Accuracy of diagnostic tests for perilymphatic fistula: protocol for a systematic review

Maksym Situkho 1,2,*, Tetsuo Ikezono 3, Marte Myhrum 1,2, Arne Kirkhorn Rødvik 1, Yukihide Maeda 3, Han Matsuda 3, Masafumi Sawada 3, Greg Eigner Jablonski 1,2
PMCID: PMC11609218  PMID: 39624667

Abstract

Perilymphatic fistula (PLF) is a challenging inner ear condition, characterized by the abnormal connection between inner and middle ear and subsequent leakage of inner ear liquid (perilymph) into the middle ear. Early surgical intervention for PLF might lead to favorable audiological and vestibular outcomes. The conventional reference standard of PLF detection is the intraoperative visualization of perilymph leakage during explorative tympanotomy or endoscopic inspection; the specificity and sensitivity of this method is unknown. Systematic reviews assessing the accuracy of diagnostic tests for PLF are not available.

Objective

To systematically review the literature for qualitative evidence exploring the diagnostic tests for the PLF diagnosis. The proposed systematic review will answer the following question: What is the accuracy of diagnostic tests in detecting perilymphatic fistula in humans?

Methods

Eligibility criteria: original peer-reviewed articles regarding studies on humans of any age containing data with diagnostic test accuracy estimation (sensitivity and specificity) for PLF diagnosis or in which diagnostic test accuracy could be calculated based on data provided, without language, study design or study date limits. MEDLINE, EMBASE, the Cochrane Central Register of Controlled Trials, Scopus, and Web of Science will be searched for eligible articles. Additional manual searches will be performed. Covidence software will be used for title and abstract screening, full text review and data extraction. The risk of bias assessment will be conducted using the Quality Assessment of Diagnostic Test Accuracy 2 (QUADAS-2) tool. If two or more high-quality articles evaluating the same diagnostic test will be identified, their findings will be quantitatively synthesized; if a quantitative synthesis is not feasible, the results will be described in a narrative summary. Grading of Recommendations, Assessment, Development, and Evaluations (GRADE) framework will be used to evaluate evidence strength. Study funded by Oslo University Hospital.
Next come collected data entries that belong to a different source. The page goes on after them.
// SPDX-License-Identifier: MIT

use super::*;
use crate::snapshot::RuntimeSnapshot;

fn runtimes() -> Vec<RuntimeSnapshot> {
    vec![RuntimeSnapshot {
        name: "s1".to_string(),
        kind: "server".to_string(),
        group: Some("web".to_string()),
        port: 19000,
        state: "running".to_string(),
        connections: 1,
    }]
}

#[test]
fn claim_refuses_a_fresh_duplicate_name() {
    let dir = tempfile::tempdir().expect("tempdir");
    let mut first = ClusterPublisher::claim("d1".into(), "host".into(), dir.path().into(), 1000).expect("claim");
    first.tick(1000, runtimes()).expect("tick");

    let err = ClusterPublisher::claim("d1".into(), "host2".into(), dir.path().into(), 1005);
    assert!(matches!(err, Err(ClusterError::NameClaimed(_))));
}

#[test]
fn claim_allows_a_stale_duplicate_name() {
    let dir = tempfile::tempdir().expect("tempdir");
    let mut first = ClusterPublisher::claim("d1".into(), "host".into(), dir.path().into(), 1000).expect("claim");
    first.tick(1000, runtimes()).expect("tick");

    // 20s later the old snapshot is stale; a second daemon may reclaim the name.
    ClusterPublisher::claim("d1".into(), "host2".into(), dir.path().into(), 1020).expect("reclaim");
}

#[test]
fn two_daemons_see_each_other_join() {
    let dir = tempfile::tempdir().expect("tempdir");
    let mut a = ClusterPublisher::claim("a".into(), "host-a".into(), dir.path().into(), 1000).expect("claim a");
    let mut b = ClusterPublisher::claim("b".into(), "host-b".into(), dir.path().into(), 1000).expect("claim b");

    let events_a = a.tick(1000, runtimes()).expect("tick a");
    assert!(events_a.is_empty(), "b hasn't published yet");

    let events_b = b.tick(1000, runtimes()).expect("tick b");
    assert!(events_b.contains(&ClusterEvent::DaemonJoin { daemon: "a".into() }));

    let events_a2 = a.tick(1001, runtimes()).expect("tick a again");
    assert!(events_a2.contains(&ClusterEvent::DaemonJoin { daemon: "b".into() }));
}

#[test]
fn a_peer_going_stale_fires_leave() {
    let dir = tempfile::tempdir().expect("tempdir");
    let mut a = ClusterPublisher::claim("a".into(), "host-a".into(), dir.path().into(), 1000).expect("claim a");
    let mut b = ClusterPublisher::claim("b".into(), "host-b".into(), dir.path().into(), 1000).expect("claim b");
    b.tick(1000, runtimes()).expect("tick b");
    let joined = a.tick(1000, runtimes()).expect("tick a");
    assert!(joined.contains(&ClusterEvent::DaemonJoin { daemon: "b".into() }));

    // b never ticks again; 11s later its snapshot is stale.
    let left = a.tick(1011, runtimes()).expect("tick a later");
    assert!(left.contains(&ClusterEvent::DaemonLeave { daemon: "b".into() }));
}

#[test]
fn group_change_fires_when_peer_count_shifts() {
    let dir = tempfile::tempdir().expect("tempdir");
    let mut a = ClusterPublisher::claim("a".into(), "host-a".into(), dir.path().into(), 1000).expect("claim a");
    let mut b = ClusterPublisher::claim("b".into(), "host-b".into(), dir.path().into(), 1000).expect("claim b");

    b.tick(1000, runtimes()).expect("tick b");
    let events = a.tick(1000, runtimes()).expect("tick a");
    assert!(events.iter().any(|e| matches!(e, ClusterEvent::GroupChange { group, count } if group == "web" && *count == 2)));
}
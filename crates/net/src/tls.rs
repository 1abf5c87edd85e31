// SPDX-License-Identifier: MIT

//! TLS envelope over rustls's in-process memory BIO.
//!
//! The reactor never hands runtimes a `Read`/`Write` socket — only
//! completion buffers — so the record layer is driven by feeding raw
//! ciphertext in and draining ciphertext out, rather than by giving
//! rustls a socket of its own.

use std::io::{Cursor, Read, Write};
use std::sync::Arc;

use rustls::pki_types::ServerName;
use rustls::{ClientConnection, ServerConnection};

use crate::error::TlsError;

/// One TLS session, decoupled from the connection's socket fd.
pub struct TlsEnvelope {
    side: rustls::Connection,
}

impl TlsEnvelope {
    pub fn server(config: Arc<rustls::ServerConfig>) -> Result<Self, TlsError> {
        Ok(Self { side: rustls::Connection::Server(ServerConnection::new(config)?) })
    }

    pub fn client(config: Arc<rustls::ClientConfig>, name: ServerName<'static>) -> Result<Self, TlsError> {
        Ok(Self { side: rustls::Connection::Client(ClientConnection::new(config, name)?) })
    }

    fn conn_mut(&mut self) -> &mut rustls::Connection {
        &mut self.side
    }

    fn conn(&self) -> &rustls::Connection {
        &self.side
    }

    /// Feed ciphertext read off the wire into the record layer and run
    /// the TLS state machine. Returns the number of bytes consumed.
    pub fn feed_ciphertext(&mut self, bytes: &[u8]) -> Result<usize, TlsError> {
        let mut cursor = Cursor::new(bytes);
        let n = self.conn_mut().read_tls(&mut cursor)?;
        self.conn_mut().process_new_packets().map_err(TlsError::Protocol)?;
        Ok(n)
    }

    /// Drain application-layer plaintext produced by the last
    /// `feed_ciphertext` call into `out`, returning the byte count.
    pub fn drain_plaintext(&mut self, out: &mut Vec<u8>) -> Result<usize, TlsError> {
        let mut reader = self.conn_mut().reader();
        let start = out.len();
        let mut chunk = [0u8; 4096];
        loop {
            match reader.read(&mut chunk) {
                Ok(0) => break,
                Ok(n) => out.extend_from_slice(&chunk[..n]),
                Err(e) if e.kind() == std::io::ErrorKind::WouldBlock => break,
                Err(e) => return Err(TlsError::Io(e)),
            }
        }
        Ok(out.len() - start)
    }

    /// Encrypt outbound plaintext and return the ciphertext to submit
    /// via the reactor's write/send-zero-copy primitives.
    pub fn encrypt(&mut self, plaintext: &[u8]) -> Result<Vec<u8>, TlsError> {
        self.conn_mut().writer().write_all(plaintext)?;
        let mut ciphertext = Vec::new();
        while self.conn().wants_write() {
            self.conn_mut().write_tls(&mut ciphertext)?;
        }
        Ok(ciphertext)
    }

    pub fn handshaking(&self) -> bool {
        self.conn().is_handshaking()
    }

    pub fn wants_write(&self) -> bool {
        self.conn().wants_write()
    }
}

/// Load a PEM certificate chain and private key from disk for a
/// server runtime's TLS-accelerated listen path.
pub fn load_server_config(cert_path: &std::path::Path, key_path: &std::path::Path) -> Result<rustls::ServerConfig, TlsError> {
    let cert_file = std::fs::File::open(cert_path)?;
    let certs: Vec<_> = rustls_pemfile::certs(&mut std::io::BufReader::new(cert_file))
        .collect::<Result<_, _>>()?;
    let key_file = std::fs::File::open(key_path)?;
    let key = rustls_pemfile::private_key(&mut std::io::BufReader::new(key_file))?
        .ok_or_else(|| TlsError::Material(format!("no private key found in {}", key_path.display())))?;

    rustls::ServerConfig::builder()
        .with_no_client_auth()
        .with_single_cert(certs, key)
        .map_err(TlsError::Protocol)
}

#[cfg(test)]
#[path = "tls_tests.rs"]
mod tests;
Keywords: perilymphatic fistula, diagnostic test accuracy, systematic review, biomarkers, vestibular disorders

1. Introduction

1.1. Background

Perilymphatic fistula (PLF) is a difficult to diagnose inner ear condition, which is characterized by the abnormal connection between inner and middle ear and subsequent leakage of inner ear liquid (perilymph) into the middle ear (1, 2). The primary manifestations of the PLF are sudden or progressive, fluctuating sensorineural hearing loss or deafness and/or vestibular symptoms ranging from dizziness to rotatory vertigo (3).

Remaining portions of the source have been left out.